First-in-Class Small Molecules Inhibit c-MET Activity Through Self-Regulatory Elements in Its Extracellular Domain

Aberrant HGF-c-MET signaling is a major driver of hepatocellular carcinoma (HCC) progression and a clinically validated therapeutic axis, but current inhibitors predominantly target the intracellular kinase domain and remain vulnerable due to limited selectivity and resistance development. We therefore pursued an upstream strategy based on small molecules that target the extracellular HGF-c-MET interaction interface. We combined large-scale virtual screening of more than one million compounds from the ChemDiv and Enamine libraries with molecular dynamics (MD) simulations, steered MD, MM/GBSA profiling, and iterative lead optimization to identify candidate c-MET inhibitors targeting its extracellular (EC) domain.
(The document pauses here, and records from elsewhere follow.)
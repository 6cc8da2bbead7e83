use crate::buffer::DataBuffer;
use crate::integrator::StepReport;
use crate::traits::{constant, Integrator, Network, Scalar};
use serde::{Deserialize, Serialize};

/// Forward Euler integrator.
#[derive(Debug, Clone, Copy, Default, PartialEq, Eq)]
pub struct Euler;

impl<T: Scalar> Integrator<T> for Euler {
    fn name(&self) -> &'static str {
        "euler"
    }

    fn order(&self) -> usize {
        1
    }

    fn diff<N: Network<T> + ?Sized>(&self, network: &N, data: &mut DataBuffer<T>, _t: T, dt: T) {
        let layout = network.layout();
        let states = layout.states();
        let derivatives = layout.derivatives();
        let values = data.as_mut_slice();

        // x_{n+1} = x_n + dt * dx/dt
        for i in 0..states.len() {
            values[states.start + i] = values[states.start + i] + dt * values[derivatives.start + i];
        }
    }
}

/// Classic Runge-Kutta 4th Order integrator.
///
/// Segment 0 is working storage. Segment 1 keeps the state at the start of
/// the step, and the derivative slots of segments 1 to 3 keep K1 to K3 while
/// K4 is evaluated in segment 0.
#[derive(Debug, Clone, Copy, Default, PartialEq, Eq)]
pub struct RungeKutta;

impl<T: Scalar> Integrator<T> for RungeKutta {
    fn name(&self) -> &'static str {
        "runge-kutta"
    }

    fn order(&self) -> usize {
        4
    }

    fn first_stage_dt(&self, dt: T) -> T {
        dt * constant(0.5)
    }

    fn diff<N: Network<T> + ?Sized>(&self, network: &N, data: &mut DataBuffer<T>, t: T, dt: T) {
        let half = constant::<T>(0.5) * dt;
        let sixth = dt / constant(6.0);
        let third = dt / constant(3.0);

        let layout = network.layout();
        let states = layout.states();
        let derivatives = layout.derivatives();
        let n = states.len();
        let segment = layout.data_size();
        let anchor = segment + states.start;
        let k = |stage: usize| stage * segment + derivatives.start;

        {
            let values = data.as_mut_slice();
            values.copy_within(states.offset(0), anchor);
            values.copy_within(derivatives.offset(0), k(1));
            // y = y0 + dt/2 * k1
            advance(values, states.start, anchor, k(1), half, n);
        }

        network.prediff(data);
        network.diff(data, t + half, half);
        {
            let values = data.as_mut_slice();
            values.copy_within(derivatives.offset(0), k(2));
            // y = y0 + dt/2 * k2
            advance(values, states.start, anchor, k(2), half, n);
        }

        network.prediff(data);
        network.diff(data, t + half, half);
        {
            let values = data.as_mut_slice();
            values.copy_within(derivatives.offset(0), k(3));
            // y = y0 + dt * k3
            advance(values, states.start, anchor, k(3), dt, n);
        }

        network.prediff(data);
        network.diff(data, t + dt, dt);

        // y_next = y0 + dt/6 * (k1 + 2k2 + 2k3 + k4)
        let values = data.as_mut_slice();
        for i in 0..n {
            values[states.start + i] = values[anchor + i]
                + sixth * values[k(1) + i]
                + third * values[k(2) + i]
                + third * values[k(3) + i]
                + sixth * values[derivatives.start + i];
        }
    }
}

fn advance<T: Scalar>(values: &mut [T], target: usize, anchor: usize, slope: usize, h: T, n: usize) {
    for i in 0..n {
        values[target + i] = values[anchor + i] + h * values[slope + i];
    }
}

/// Integrator choices available to generated models.
#[derive(Debug, Clone, Copy, Default, PartialEq, Eq, Serialize, Deserialize)]
#[serde(rename_all = "kebab-case")]
pub enum IntegratorKind {
    Euler,
    #[default]
    RungeKutta,
    /// Supplied by the model itself; cannot be built from options.
    Custom,
}

/// Runtime-selected builtin integrator.
#[derive(Debug, Clone, Copy, PartialEq, Eq)]
pub enum Stepper {
    Euler(Euler),
    RungeKutta(RungeKutta),
}

impl Stepper {
    /// Builds the integrator for `kind`, or `None` for custom integrators.
    pub fn build(kind: IntegratorKind) -> Option<Self> {
        match kind {
            IntegratorKind::Euler => Some(Stepper::Euler(Euler)),
            IntegratorKind::RungeKutta => Some(Stepper::RungeKutta(RungeKutta)),
            IntegratorKind::Custom => None,
        }
    }
}

impl<T: Scalar> Integrator<T> for Stepper {
    fn name(&self) -> &'static str {
        match self {
            Stepper::Euler(inner) => Integrator::<T>::name(inner),
            Stepper::RungeKutta(inner) => Integrator::<T>::name(inner),
        }
    }

    fn order(&self) -> usize {
        match self {
            Stepper::Euler(inner) => Integrator::<T>::order(inner),
            Stepper::RungeKutta(inner) => Integrator::<T>::order(inner),
        }
    }

    fn first_stage_dt(&self, dt: T) -> T {
        match self {
            Stepper::Euler(inner) => inner.first_stage_dt(dt),
            Stepper::RungeKutta(inner) => inner.first_stage_dt(dt),
        }
    }

    fn diff<N: Network<T> + ?Sized>(&self, network: &N, data: &mut DataBuffer<T>, t: T, dt: T) {
        match self {
            Stepper::Euler(inner) => inner.diff(network, data, t, dt),
            Stepper::RungeKutta(inner) => inner.diff(network, data, t, dt),
        }
    }

    fn step<N: Network<T> + ?Sized>(
        &self,
        network: &N,
        data: &mut DataBuffer<T>,
        t: T,
        dt: T,
    ) -> StepReport<T> {
        match self {
            Stepper::Euler(inner) => inner.step(network, data, t, dt),
            Stepper::RungeKutta(inner) => inner.step(network, data, t, dt),
        }
    }
}

#[cfg(test)]
mod tests {
    use super::*;
    use crate::network::{NetworkLayout, Range};
    use approx::assert_relative_eq;

    /// dx/dt = -lambda * x with a single state.
    struct Decay {
        layout: NetworkLayout,
        lambda: f64,
        prediffs: std::cell::Cell<usize>,
    }

    impl Decay {
        fn new(lambda: f64) -> Self {
            Self {
                layout: NetworkLayout::new(2, Range::new(0, 1), Range::new(1, 2)).unwrap(),
                lambda,
                prediffs: std::cell::Cell::new(0),
            }
        }
    }

    impl Network<f64> for Decay {
        fn layout(&self) -> &NetworkLayout {
            &self.layout
        }

        fn init(&self, data: &mut DataBuffer<f64>, _t: f64) {
            data.set(0, 1.0);
        }

        fn prediff(&self, _data: &mut DataBuffer<f64>) {
            self.prediffs.set(self.prediffs.get() + 1);
        }

        fn diff(&self, data: &mut DataBuffer<f64>, _t: f64, _dt: f64) {
            let x = data.get(0);
            data.set(1, -self.lambda * x);
        }
    }

    #[test]
    fn euler_step_is_exact() {
        let network = Decay::new(2.0);
        let mut data = network.alloc(Integrator::<f64>::order(&Euler)).unwrap();
        network.init(&mut data, 0.0);
        data.set(0, 3.0);

        let report = Euler.step(&network, &mut data, 0.0, 0.1);
        assert_eq!(report.dt, 0.1);
        assert_relative_eq!(data.get(0), 3.0 * (1.0 - 2.0 * 0.1), epsilon = 1e-15);
    }

    #[test]
    fn runge_kutta_matches_fourth_order_taylor_polynomial() {
        let lambda = 1.5;
        let dt = 0.2;
        let network = Decay::new(lambda);
        let mut data = network.alloc(Integrator::<f64>::order(&RungeKutta)).unwrap();
        assert_eq!(data.segment_count(), 4);
        network.init(&mut data, 0.0);

        RungeKutta.step(&network, &mut data, 0.0, dt);

        let h = lambda * dt;
        let expected = 1.0 - h + h * h / 2.0 - h.powi(3) / 6.0 + h.powi(4) / 24.0;
        assert_relative_eq!(data.get(0), expected, epsilon = 1e-14);
        assert_eq!(network.prediffs.get(), 3);
        // Segment 1 keeps the state at the start of the step.
        assert_eq!(data.states(1), &[1.0]);
        assert_relative_eq!(data.derivatives(1)[0], -lambda);
    }

    #[test]
    fn stepper_dispatches_to_builtin_integrators() {
        let network = Decay::new(1.0);
        let stepper = Stepper::build(IntegratorKind::RungeKutta).unwrap();
        assert_eq!(Integrator::<f64>::order(&stepper), 4);
        assert_eq!(Integrator::<f64>::name(&stepper), "runge-kutta");
        assert!(Stepper::build(IntegratorKind::Custom).is_none());

        let mut by_stepper = network.alloc(4).unwrap();
        let mut direct = network.alloc(4).unwrap();
        network.init(&mut by_stepper, 0.0);
        network.init(&mut direct, 0.0);
        stepper.step(&network, &mut by_stepper, 0.0, 0.05);
        RungeKutta.step(&network, &mut direct, 0.0, 0.05);
        assert_eq!(by_stepper.as_slice(), direct.as_slice());
    }

    #[test]
    fn integrator_kind_uses_kebab_case_names() {
        let kind: IntegratorKind = serde_json::from_str("\"runge-kutta\"").unwrap();
        assert_eq!(kind, IntegratorKind::RungeKutta);
        assert_eq!(serde_json::to_string(&IntegratorKind::Euler).unwrap(), "\"euler\"");
    }
}
use thiserror::Error;

/// Errors raised while constructing layouts, buffers and kernel inputs.
///
/// Stepping itself never fails: once a buffer has been built for a network,
/// every callback operates on compile-time sized data.
#[derive(Debug, Clone, PartialEq, Eq, Error)]
pub enum Error {
    #[error("network data size must be positive")]
    EmptyLayout,

    #[error("{name} range {start}..{end} does not fit in a segment of {data_size} values")]
    RangeOutOfBounds {
        name: &'static str,
        start: usize,
        end: usize,
        data_size: usize,
    },

    #[error("network has {states} states but {derivatives} derivatives")]
    DerivativeMismatch { states: usize, derivatives: usize },

    #[error("integrator order must be at least 1")]
    ZeroOrder,

    #[error("segment {segment} is out of range for a buffer with {segments} segments")]
    SegmentOutOfRange { segment: usize, segments: usize },

    #[error("elimination parent {parent} of index {index} must precede it")]
    InvalidParent { index: usize, parent: usize },

    #[error("expected {expected} values, got {actual}")]
    DimensionMismatch { expected: usize, actual: usize },

    #[error("matrix is singular")]
    Singular,
}

pub type Result<T, E = Error> = std::result::Result<T, E>;
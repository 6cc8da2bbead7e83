use crate::buffer::DataBuffer;
use crate::error::Result;
use crate::integrator::{refine_step, StepReport};
use crate::meta::NetworkMeta;
use crate::network::{Dimension, NetworkLayout};
use num_traits::{Float, FromPrimitive, NumAssign};
use std::fmt::Debug;

/// A trait for types that can be used as scalars in generated networks.
/// Covers both `float` (`f32`) and `double` (`f64`) precision builds.
///
/// The compound-assignment operators are required so that builtin and
/// accelerated kernels accept exactly the same scalar types.
pub trait Scalar: Float + FromPrimitive + NumAssign + Debug + 'static {}

impl<T: Float + FromPrimitive + NumAssign + Debug + 'static> Scalar for T {}

/// Converts an `f64` literal into the network's scalar type.
pub(crate) fn constant<T: Scalar>(value: f64) -> T {
    T::from_f64(value).unwrap_or_else(T::nan)
}

/// The callback contract every generated network implements.
///
/// All callbacks operate on the buffer passed in and never fail: the buffer
/// was sized for this network when it was allocated. Only `layout`, `init`
/// and `diff` are required; the remaining callbacks default to the behavior
/// of a network without auxiliary variables or events.
pub trait Network<T: Scalar> {
    /// Where states, derivatives and event values live in a segment.
    fn layout(&self) -> &NetworkLayout;

    /// Allocates a buffer for an integrator of the given order.
    fn alloc(&self, order: usize) -> Result<DataBuffer<T>> {
        DataBuffer::new(self.layout().clone(), order)
    }

    /// One-time setup before integration.
    fn prepare(&self, _data: &mut DataBuffer<T>, _t: T) {}

    /// Establishes the initial state in segment 0.
    fn init(&self, data: &mut DataBuffer<T>, t: T);

    /// Clears integrator scratch segments and event phases, then
    /// re-initializes.
    fn reset(&self, data: &mut DataBuffer<T>, t: T) {
        data.clear_scratch();
        data.reset_phases();
        self.init(data, t);
    }

    /// Called once per full step, before any stage.
    fn pre(&self, _data: &mut DataBuffer<T>, _t: T, _dt: T) {}

    /// Refreshes auxiliary variables before a stage re-evaluates derivatives.
    fn prediff(&self, _data: &mut DataBuffer<T>) {}

    /// Writes derivatives for the current segment. `dt` is stage-local.
    fn diff(&self, data: &mut DataBuffer<T>, t: T, dt: T);

    /// Finalizes a completed step; `t` is the time after the step.
    fn post(&self, _data: &mut DataBuffer<T>, _t: T, _dt: T) {}

    /// Recomputes every event value and the ordered active set.
    fn events_update(&self, data: &mut DataBuffer<T>) {
        data.clear_active_events();
    }

    fn events_post_update(&self, _data: &mut DataBuffer<T>) {}

    fn events_fire(&self, _data: &mut DataBuffer<T>) {}

    /// Shape of logical variable `index`.
    fn dimension(&self, _index: usize) -> Dimension {
        Dimension::scalar()
    }

    fn meta(&self) -> Option<&NetworkMeta> {
        None
    }

    /// Whether a terminal event has stopped the simulation.
    fn terminated(&self, _data: &DataBuffer<T>) -> bool {
        false
    }

    /// Time the driver advances by after an accepted step of `accepted`.
    fn timestep(&self, _data: &DataBuffer<T>, accepted: T) -> T {
        accepted
    }
}

/// A stateless integration strategy selected once per model.
pub trait Integrator<T: Scalar> {
    fn name(&self) -> &'static str;

    /// Number of buffer segments the integrator works in.
    fn order(&self) -> usize;

    /// Step size for the framework's first derivative evaluation.
    fn first_stage_dt(&self, dt: T) -> T {
        dt
    }

    /// Advances segment 0 by `dt`, assuming its derivatives were just evaluated.
    fn diff<N: Network<T> + ?Sized>(&self, network: &N, data: &mut DataBuffer<T>, t: T, dt: T);

    /// Performs one full step. Overriding this replaces the event-refining
    /// step entirely.
    fn step<N: Network<T> + ?Sized>(
        &self,
        network: &N,
        data: &mut DataBuffer<T>,
        t: T,
        dt: T,
    ) -> StepReport<T> {
        refine_step(self, network, data, t, dt)
    }
}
In HGF-stimulated HuH7 cells, selected compounds suppressed c-MET autophosphorylation, reduced cell viability, and inhibited long-term colony formation. Surface plasmon resonance (SPR) further confirmed direct binding of L083-1287 and 8008-3424 to the recombinant c-MET ectodomain. Mechanistic analyses identified previously unrecognized hotspot residues on the c-MET EC domain and a novel inhibitory network spanning multiple c-MET ectodomain interfaces. L083-0077 displayed the most consistent interaction pattern within this framework, including stabilization of key hotspot residues and preserved binding under acidic conditions relevant to the tumor microenvironment. Zebrafish xenograft assays with selected early hit compounds revealed compound-dependent developmental liabilities supporting the use of this model as an early in vivo prioritization step during lead optimization. These findings establish EC interface-directed c-MET inhibition as a promising therapeutic strategy in HCC and provide a mechanism-guided platform for the development of selective, upstream c-MET inhibitors with the potential to complement or overcome limitations of kinase-directed therapies.